START DATASET EXCERPTS

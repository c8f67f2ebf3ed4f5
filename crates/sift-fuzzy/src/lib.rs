//! Fuzzy subsequence matching and ranking primitives used throughout Sift.
//!
//! A [`Pattern`] scores candidates by how well its characters appear, in
//! order, within them. The scorer rewards contiguous runs and matches that
//! sit at a word or path-segment boundary (or a camelCase transition), which
//! is what makes "type the initials" queries land on the right file, buffer
//! or command. [`TopK`] and [`rank`] keep the best few candidates of a corpus
//! without sorting it.
//!
//! ## Matching alphabet
//!
//! Matching is **ASCII-only** case-insensitive: inputs are treated as raw
//! UTF-8 bytes and only `A-Z`/`a-z` are folded. Non-ASCII bytes must match
//! exactly, byte for byte; there is no Unicode normalization or case folding.
//! That is sufficient for the filename/identifier corpora this crate ranks,
//! and it is a documented limitation rather than an accident.
//!
//! Scores are unnormalized positive integers. They are only meaningful for
//! ranking candidates against the same pattern — never compare them across
//! patterns, and never persist them.

#![forbid(unsafe_code)]

mod scoring;
mod topk;

pub use scoring::{Pattern, PatternTooLong, EMPTY_PATTERN_SCORE, MAX_PATTERN_LEN};
pub use topk::{rank, RankedCandidate, TopK};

END DATASET EXCERPTS

→ **PROBLEM REQUIREMENTS**
Set down each line exactly as it appears, starting at the top of the data and ending at the line containing "treated as raw", and include no other lines.

→ **EXPECTED ANSWER**
repository c8f67f2ebf3ed4f5
filename crates/sift-fuzzy/src/lib.rs
//! Fuzzy subsequence matching and ranking primitives used throughout Sift.
//!
//! A [`Pattern`] scores candidates by how well its characters appear, in
//! order, within them. The scorer rewards contiguous runs and matches that
//! sit at a word or path-segment boundary (or a camelCase transition), which
//! is what makes "type the initials" queries land on the right file, buffer
//! or command. [`TopK`] and [`rank`] keep the best few candidates of a corpus
//! without sorting it.
//!
//! ## Matching alphabet
//!
//! Matching is **ASCII-only** case-insensitive: inputs are treated as raw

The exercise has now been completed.